> [What you have to do]
What lines below mention the word "impl"? Copy each one.
★ ★ ★ ★ ★
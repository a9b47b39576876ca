//! SCSI CD-ROM drive

use anyhow::Result;

use super::sense::{SenseKey, ASC_INVALID_FIELD_IN_CDB, ASC_MEDIUM_NOT_PRESENT};
use super::{
    unknown_opcode, DeviceClass, LogicalUnit, UnitCmdResult, UnitCore,
};
use crate::bus::StatusCode;
use crate::image::{ImageHandle, MediumResult};
use crate::LatchingEvent;

const TRACK_LEADOUT: u8 = 0xAA;

pub struct ScsiCdrom {
    core: UnitCore,
    /// Logical block size presented to the initiator; the image always
    /// carries 2048-byte sectors
    block_size: usize,
    /// Media change since the last GET EVENT STATUS poll
    event_media: LatchingEvent,
}

impl ScsiCdrom {
    const VALID_BLOCKSIZES: [usize; 2] = [512, 2048];

    pub fn new(id: u8, lun: u8) -> Self {
        let mut core = UnitCore::new(DeviceClass::Cd, id, lun);
        // Read-only medium regardless of file permissions
        core.protected = true;
        Self {
            core,
            block_size: 2048,
            event_media: LatchingEvent::default(),
        }
    }

    pub fn with_image(id: u8, lun: u8, image: Box<dyn ImageHandle>) -> Self {
        let mut cd = Self::new(id, lun);
        cd.core.image = Some(image);
        cd
    }

    fn read_toc(&mut self, cdb: &[u8]) -> Result<UnitCmdResult> {
        if self.core.image.is_none() {
            self.core
                .set_sense(SenseKey::NotReady, ASC_MEDIUM_NOT_PRESENT);
            return Ok(UnitCmdResult::Status(StatusCode::CheckCondition));
        }

        let format = cdb[9] >> 6;
        let track = cdb[6];
        let alloc_len = usize::from(u16::from_be_bytes([cdb[7], cdb[8]]));

        match format {
            0 => match track {
                // Full TOC: one data track plus lead-out
                0 | 1 => {
                    let mut result = vec![0u8; 0x14];
                    result[1] = 0x12;
                    result[2] = 1;
                    result[3] = 1;

                    // Track descriptor for track 1: digital data
                    result[5] = 0x14;
                    result[6] = 1;
                    // Start block 0

                    // Lead-out descriptor
                    result[13] = 0x14;
                    result[14] = TRACK_LEADOUT;
                    let leadout = self.capacity().map_or(0, |(b, _)| b as u32);
                    result[16..20].copy_from_slice(&leadout.to_be_bytes());

                    result.truncate(alloc_len);
                    Ok(UnitCmdResult::DataIn(result))
                }
                TRACK_LEADOUT => {
                    let mut result = vec![0u8; 12];
                    result[1] = 0x0A;
                    result[2] = 1;
                    result[3] = 1;
                    result[5] = 0x14;
                    result[6] = TRACK_LEADOUT;
                    let leadout = self.capacity().map_or(0, |(b, _)| b as u32);
                    result[8..12].copy_from_slice(&leadout.to_be_bytes());

                    result.truncate(alloc_len);
                    Ok(UnitCmdResult::DataIn(result))
                }
                _ => {
                    self.core
                        .set_sense(SenseKey::IllegalRequest, ASC_INVALID_FIELD_IN_CDB);
                    Ok(UnitCmdResult::Status(StatusCode::CheckCondition))
                }
            },
            1 => {
                // Session TOC
                let mut result = vec![0u8; 12];
                result[1] = 0x0A;
                result[2] = 1;
                result[3] = 1;
                result[5] = 0x14;
                result[6] = 1;

                result.truncate(alloc_len);
                Ok(UnitCmdResult::DataIn(result))
            }
            _ => {
                log::error!("Unknown READ TOC format: {}", format);
                self.core
                    .set_sense(SenseKey::IllegalRequest, ASC_INVALID_FIELD_IN_CDB);
                Ok(UnitCmdResult::Status(StatusCode::CheckCondition))
            }
        }
    }

    fn event_status(&mut self, cdb: &[u8]) -> Result<UnitCmdResult> {
        // Only polled operation is carried
        if cdb[1] & 0x01 == 0 {
            self.core
                .set_sense(SenseKey::IllegalRequest, ASC_INVALID_FIELD_IN_CDB);
            return Ok(UnitCmdResult::Status(StatusCode::CheckCondition));
        }

        let alloc_len = usize::from(u16::from_be_bytes([cdb[7], cdb[8]]));
        let want_media_class = cdb[4] & (1 << 4) != 0;

        let mut result = vec![0u8; 8];
        if want_media_class {
            // Event data length, media class, supported classes
            result[1] = 0x06;
            result[2] = 0x04;
            result[3] = 1 << 4;
            // New media / no change
            result[4] = if self.event_media.get_clear() { 0x02 } else { 0x00 };
            // Media present
            result[5] = if self.core.image.is_some() { 0x02 } else { 0x00 };
        } else {
            // No supported event class requested
            result[1] = 0x02;
            result[2] = 0x80;
            result[3] = 1 << 4;
            result.truncate(4);
        }

        result.truncate(alloc_len);
        Ok(UnitCmdResult::DataIn(result))
    }

    fn native_size(&self) -> usize {
        self.core
            .image
            .as_ref()
            .map_or(2048, |i| i.geometry().sector_size())
    }

    /// Multiplier between image sectors and the presented block size.
    /// Never below 1: a block size above the native sector size is
    /// refused at MODE SELECT time.
    fn scale(&self) -> u64 {
        (self.native_size() / self.block_size).max(1) as u64
    }
}

impl LogicalUnit for ScsiCdrom {
    fn core(&self) -> &UnitCore {
        &self.core
    }

    fn core_mut(&mut self) -> &mut UnitCore {
        &mut self.core
    }

    fn capacity(&self) -> Option<(u64, usize)> {
        let g = self.core.image.as_ref()?.geometry();
        Some((g.blocks * self.scale(), self.block_size))
    }

    fn read_block(&mut self, lba: u64, buf: &mut [u8]) -> MediumResult<()> {
        let scale = self.scale();
        if scale == 1 {
            return self
                .core
                .image
                .as_mut()
                .ok_or(crate::image::MediumError::UnrecoveredRead(lba))?
                .read_sector(lba, buf);
        }

        // 512-byte addressing over 2048-byte sectors
        let img = self
            .core
            .image
            .as_mut()
            .ok_or(crate::image::MediumError::UnrecoveredRead(lba))?;
        let native = img.geometry().sector_size();
        let mut sector = vec![0u8; native];
        img.read_sector(lba / scale, &mut sector)?;
        let within = (lba % scale) as usize * self.block_size;
        buf.copy_from_slice(&sector[within..within + self.block_size]);
        Ok(())
    }

    fn set_block_size(&mut self, size: usize) -> bool {
        if Self::VALID_BLOCKSIZES.contains(&size) && size <= self.native_size() {
            self.block_size = size;
            return true;
        }
        false
    }

    fn ms_density(&self) -> u8 {
        // User data only, 2048 bytes
        1
    }

    fn ms_media_type(&self) -> u8 {
        // 120 mm CD-ROM
        2
    }

    fn insert_media(&mut self, image: Box<dyn ImageHandle>) -> Result<()> {
        self.event_media.set();
        self.core.image = Some(image);
        self.core.sense = Default::default();
        self.core
            .raise_attention(super::sense::ASC_NOT_READY_TO_READY);
        Ok(())
    }

    fn eject_media(&mut self, force: bool) -> Result<()> {
        if self.core.locked && !force {
            anyhow::bail!("Medium removal is prevented");
        }
        self.event_media.set();
        self.core.image = None;
        Ok(())
    }

    fn specific_cmd(&mut self, cdb: &[u8], _outdata: Option<&[u8]>) -> Result<UnitCmdResult> {
        match cdb[0] {
            // READ TOC
            0x43 => self.read_toc(cdb),
            // GET EVENT STATUS NOTIFICATION
            0x4A => self.event_status(cdb),
            _ => unknown_opcode(self, cdb[0]),
        }
    }
}

#[cfg(test)]
mod tests {
    use super::*;
    use crate::image::{open_image, probe_geometry, AccessMode};
    use std::fs;

    fn cd_with_iso(sectors: usize) -> (tempfile::TempDir, ScsiCdrom) {
        let dir = tempfile::tempdir().unwrap();
        let path = dir.path().join("test.iso");
        fs::write(&path, vec![0u8; 2048 * sectors]).unwrap();
        let g = probe_geometry(&path, 2048).unwrap();
        let img = open_image(&path, g, AccessMode::Raw).unwrap();
        let cd = ScsiCdrom::with_image(0, 0, img);
        (dir, cd)
    }

    #[test]
    fn inquiry_reports_cdrom() {
        let (_dir, mut cd) = cd_with_iso(4);
        let UnitCmdResult::DataIn(data) = cd.cmd(&[0x12, 0, 0, 0, 36, 0], None).unwrap() else {
            panic!("expected data");
        };
        assert_eq!(data[0], 0x05);
        assert_eq!(data[1], 0x80);
    }

    #[test]
    fn writes_rejected() {
        let (_dir, mut cd) = cd_with_iso(4);
        let res = cd.cmd(&[0x2A, 0, 0, 0, 0, 0, 0, 0, 1, 0], None).unwrap();
        assert!(matches!(
            res,
            UnitCmdResult::Status(StatusCode::CheckCondition)
        ));
        assert_eq!(cd.core().sense.key, SenseKey::DataProtect);
    }

    #[test]
    fn read_toc_track_one() {
        let (_dir, mut cd) = cd_with_iso(4);
        let UnitCmdResult::DataIn(data) = cd
            .cmd(&[0x43, 0, 0, 0, 0, 0, 1, 0, 0xFF, 0], None)
            .unwrap()
        else {
            panic!("expected data");
        };
        assert_eq!(data[1], 0x12);
        assert_eq!(data[6], 1);
        assert_eq!(data[14], TRACK_LEADOUT);
        // Lead-out starts past the last block
        assert_eq!(&data[16..20], &4u32.to_be_bytes());
    }

    #[test]
    fn read_toc_without_media() {
        let mut cd = ScsiCdrom::new(0, 0);
        let res = cd
            .cmd(&[0x43, 0, 0, 0, 0, 0, 1, 0, 0xFF, 0], None)
            .unwrap();
        assert!(matches!(
            res,
            UnitCmdResult::Status(StatusCode::CheckCondition)
        ));
        assert_eq!(cd.core().sense.key, SenseKey::NotReady);
    }

    #[test]
    fn block_size_switch_rescales_capacity() {
        let (_dir, mut cd) = cd_with_iso(4);
        assert_eq!(cd.capacity(), Some((4, 2048)));

        assert!(cd.set_block_size(512));
        assert_eq!(cd.capacity(), Some((16, 512)));

        assert!(!cd.set_block_size(1024));
    }

    #[test]
    fn event_status_latches_media_change() {
        let (_dir, mut cd) = cd_with_iso(4);
        cd.eject_media(false).unwrap();

        let UnitCmdResult::DataIn(data) = cd
            .cmd(&[0x4A, 1, 0, 0, 1 << 4, 0, 0, 0, 0xFF, 0], None)
            .unwrap()
        else {
            panic!("expected data");
        };
        assert_eq!(data[4], 0x02);
        assert_eq!(data[5], 0x00);

        // The latch clears after one poll
        let UnitCmdResult::DataIn(data) = cd
            .cmd(&[0x4A, 1, 0, 0, 1 << 4, 0, 0, 0, 0xFF, 0], None)
            .unwrap()
        else {
            panic!("expected data");
        };
        assert_eq!(data[4], 0x00);
    }
}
★ ★ ★ ★ ★
> [Solution for this exercise]
impl ScsiCdrom {
impl LogicalUnit for ScsiCdrom {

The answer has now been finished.